Dispatch

Prompt Engineering by Dialogue: Add the Socratic Method to Your Toolkit

It's tempting to tell your agent what to do based on your instincts for how achieve a particular goal. The prescriptive prompt may be the most obvious way to get your agent's attention, but I'm here to argue for adding leading questions to the prompt engineering toolbox.

Orion Letizi

Recently, in a claude code session to build out a feature for one of my AudioControl.org projects, claude reached for Zustand to track whether a piece of vintage hardware was connected. State-management library; reasonable default in JavaScript circles; absolutely the wrong shape for a yes-or-no signal from a MIDI port.

I asked one question: why do you need Zustand to find out if the device is connected? Why can’t you send a SysEx ping and see if the device responds?

That’s two questions in a single sentence, and it does two different things. The first probes the choice — why Zustand at all — and forces the agent to defend a decision it had quietly made. The second names the alternative — try the simpler thing — without telling the agent to take it. The agent could have given a real reason. Sometimes it does. This time it folded; the SysEx-ping path was simpler, more direct, and required no new infrastructure to maintain.

Outsource the prompt-drafting. Ask the agent how it would proceed. The answer is, often, a better prompt than you would have written from scratch. Plus, it’s a lot less work.

The imperative version of that move would have been “don’t use Zustand.” It would have closed the same door. It would never have opened the SysEx one. The question saved the time, and gave me a clearer reading of the agent’s reasoning at the same moment.

The Socratic method is an ancient truth-finding discipline that, surprisingly, fits inside prompt engineering as a second shape: a question that opens solution spaces an imperative would have closed. I asked claude to review 76 archived sessions to find salient examples of this technique in practice, with receipts including the question that closed off Zustand and opened SysEx, the question that surfaced an undocumented project standard, and the longer-term finding that probing CLAUDE.md eventually reveals the right home for project rules is scoped skills, not one mega-document.

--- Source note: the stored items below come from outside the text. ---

use rust_decimal::Decimal;

use crate::core::error::{AppError, Result};
use crate::modules::companies::models::CompanyDefaults;
use crate::modules::invoices::models::{GstConfiguration, GstType, InvoiceTotals, LineItem};
use crate::modules::invoices::services::item_total::{
    update_item_total, ItemTotalUpdate, ManualOverrides,
};
use crate::modules::invoices::services::totals_calculator::TotalsCalculator;
use crate::modules::words::services::convert_amount_to_words;

/// Invoice being edited: line items, GST settings and the derived totals
///
/// Every mutating call recomputes the totals and the amount in words from
/// scratch, so the values read back always reflect the last edit.
#[derive(Debug, Clone)]
pub struct InvoiceDraft {
    items: Vec<LineItem>,
    gst: GstConfiguration,
    manual: ManualOverrides,
    totals: InvoiceTotals,
    in_words: String,
    calculator: TotalsCalculator,
}

impl InvoiceDraft {
    pub fn new(gst: GstConfiguration) -> Self {
        let mut draft = Self {
            items: Vec::new(),
            gst,
            manual: ManualOverrides::new(),
            totals: InvoiceTotals::default(),
            in_words: String::new(),
            calculator: TotalsCalculator::new(),
        };
        draft.recompute();
        draft
    }

    /// Start a draft from a company's default GST settings
    pub fn from_defaults(defaults: &CompanyDefaults) -> Self {
        tracing::debug!(company_id = %defaults.company_id, "Drafting invoice from company defaults");
        Self::new(defaults.gst.clone())
    }

    pub fn items(&self) -> &[LineItem] {
        &self.items
    }

    pub fn gst(&self) -> &GstConfiguration {
        &self.gst
    }

    pub fn totals(&self) -> &InvoiceTotals {
        &self.totals
    }

    /// Gross amount in words; empty if the gross amount cannot be written
    pub fn in_words(&self) -> &str {
        &self.in_words
    }

    pub fn is_manual(&self, index: usize) -> bool {
        self.manual.contains(index)
    }

    /// Append a line item, returning its index
    ///
    /// Items without a unit price start out manual.
    pub fn add_item(&mut self, item: LineItem) -> usize {
        let index = self.items.len();
        if item.is_manual() {
            self.manual.insert(index);
        }
        self.items.push(item);
        self.recompute();
        index
    }

    pub fn remove_item(&mut self, index: usize) -> Result<LineItem> {
        self.check_index(index)?;
        let removed = self.items.remove(index);
        self.manual.shift_after_removal(index);
        self.recompute();
        Ok(removed)
    }

    pub fn set_quantity(&mut self, index: usize, quantity: u32) -> Result<ItemTotalUpdate> {
        let update =
            update_item_total(&mut self.items, index, Some(quantity), None, &mut self.manual)?;
        self.recompute();
        Ok(update)
    }

    pub fn set_unit_price(&mut self, index: usize, unit_price: &str) -> Result<ItemTotalUpdate> {
        let update =
            update_item_total(&mut self.items, index, None, Some(unit_price), &mut self.manual)?;
        self.recompute();
        Ok(update)
    }

    /// Type a line total directly
    ///
    /// Kept until the next quantity or price edit of a priced item re-derives it.
    pub fn set_total(&mut self, index: usize, total: impl Into<String>) -> Result<()> {
        self.check_index(index)?;
        self.items[index].total = total.into();
        self.recompute();
        Ok(())
    }

    pub fn set_gst_type(&mut self, gst_type: GstType) {
        self.gst.gst_type = gst_type;
        self.recompute();
    }

    /// Set the CGST rate; SGST is kept equal
    pub fn set_cgst_rate(&mut self, rate: Decimal) {
        self.gst = self.gst.clone().with_cgst_rate(rate);
        self.recompute();
    }

    /// Set the SGST rate; CGST is kept equal
    pub fn set_sgst_rate(&mut self, rate: Decimal) {
        self.gst = self.gst.clone().with_sgst_rate(rate);
        self.recompute();
    }

    pub fn set_igst_rate(&mut self, rate: Decimal) {
        self.gst.igst_rate = rate;
        self.recompute();
    }

    pub fn set_fuel_surcharge_rate(&mut self, rate: Decimal) {
        self.gst.fuel_surcharge_rate = rate;
        self.recompute();
    }

    fn check_index(&self, index: usize) -> Result<()> {
        if index >= self.items.len() {
            return Err(AppError::validation(format!(
                "Line item index {} out of range for {} items",
                index,
                self.items.len()
            )));
        }
        Ok(())
    }

    fn recompute(&mut self) {
        self.totals = self.calculator.compute(&self.items, &self.gst);
        self.in_words = match convert_amount_to_words(self.totals.gross_amount) {
            Ok(words) => words,
            Err(err) => {
                tracing::warn!(
                    gross_amount = self.totals.gross_amount,
                    error = %err,
                    "Gross amount cannot be written in words"
                );
                String::new()
            }
        };
    }
}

Claude Code Sessions Tell No Lies

Before going further: the receipts in this dispatch come from a specific corpus. I keep transcripts of every Claude Code session I run across the audiocontrol projects (76 sessions between 2026-02-19 and 2026-04-23). I capture these session to primarily to instrument the agent operation and look for systematic correction patterns. They also happen to be the substrate I needed for this piece. Everything I quote below is verbatim, and every session id resolves to a real transcript.

The headline numbers, as of April 23, 2026:

  • 76 sessions
  • 98 operator corrections
  • 54% of sessions had zero corrections.
  • Of the 98 corrections, 68 were tagged process — the dominant failure shape in my work is the agent doing the right thing in the wrong way (skipping a delegation step, running a destructive command in the wrong scope).
  • 10 were fabrication — the agent acting on a fact it had invented. The rest spread across UX, documentation, complexity, and architecture in shrinking quantities.

That distribution is what made me look harder at the leading question as a tool. The fabrication corrections were narrow and shaped like “agent assumed X; X wasn’t true.” The PROCESS corrections were wider and shaped like “agent did Y; should have asked first or paused for a check.” Both are downstream of the same gap: an unchecked assumption inside the agent’s working model that no amount of prompt precision would have surfaced. Asking question helps to surface those assumptions before they ship. It also opens offers an opportunity for the agent to expand into the solution space and offer approaches I hadn’t considered.

Two tendencies that narrow the solution space

The precision tendency. Treating every interaction as a specification problem — if I describe the task carefully enough, the agent will do it right. Prompt-as-spec: the operator is the requirements doc; the agent is the implementer. The 10 fabrication corrections in the archive all have the same shape underneath: the agent acted on a fact it had invented, and a more precise prompt would have read the same and assumed the same fact. “Claude assumed Google Drive credentials would be missing and needed configuration; user didn’t actually ask for that” (2026-03-20_5ced7864). ” Agent assumed loop-editor would automatically use updated tree node structure with directoryName field instead of fileName. Required explicit code updates in three locations” (2026-03-21_27263c0e). “Initial plan incorrectly assumed OPFS backend didn’t exist at all. Investigation revealed it is fully implemented in the app but not exposed as a user-selectable option” (2026-03-29_89af97fa). No prompt would have caught those. The agent already had everything it needed to fabricate a plausible answer.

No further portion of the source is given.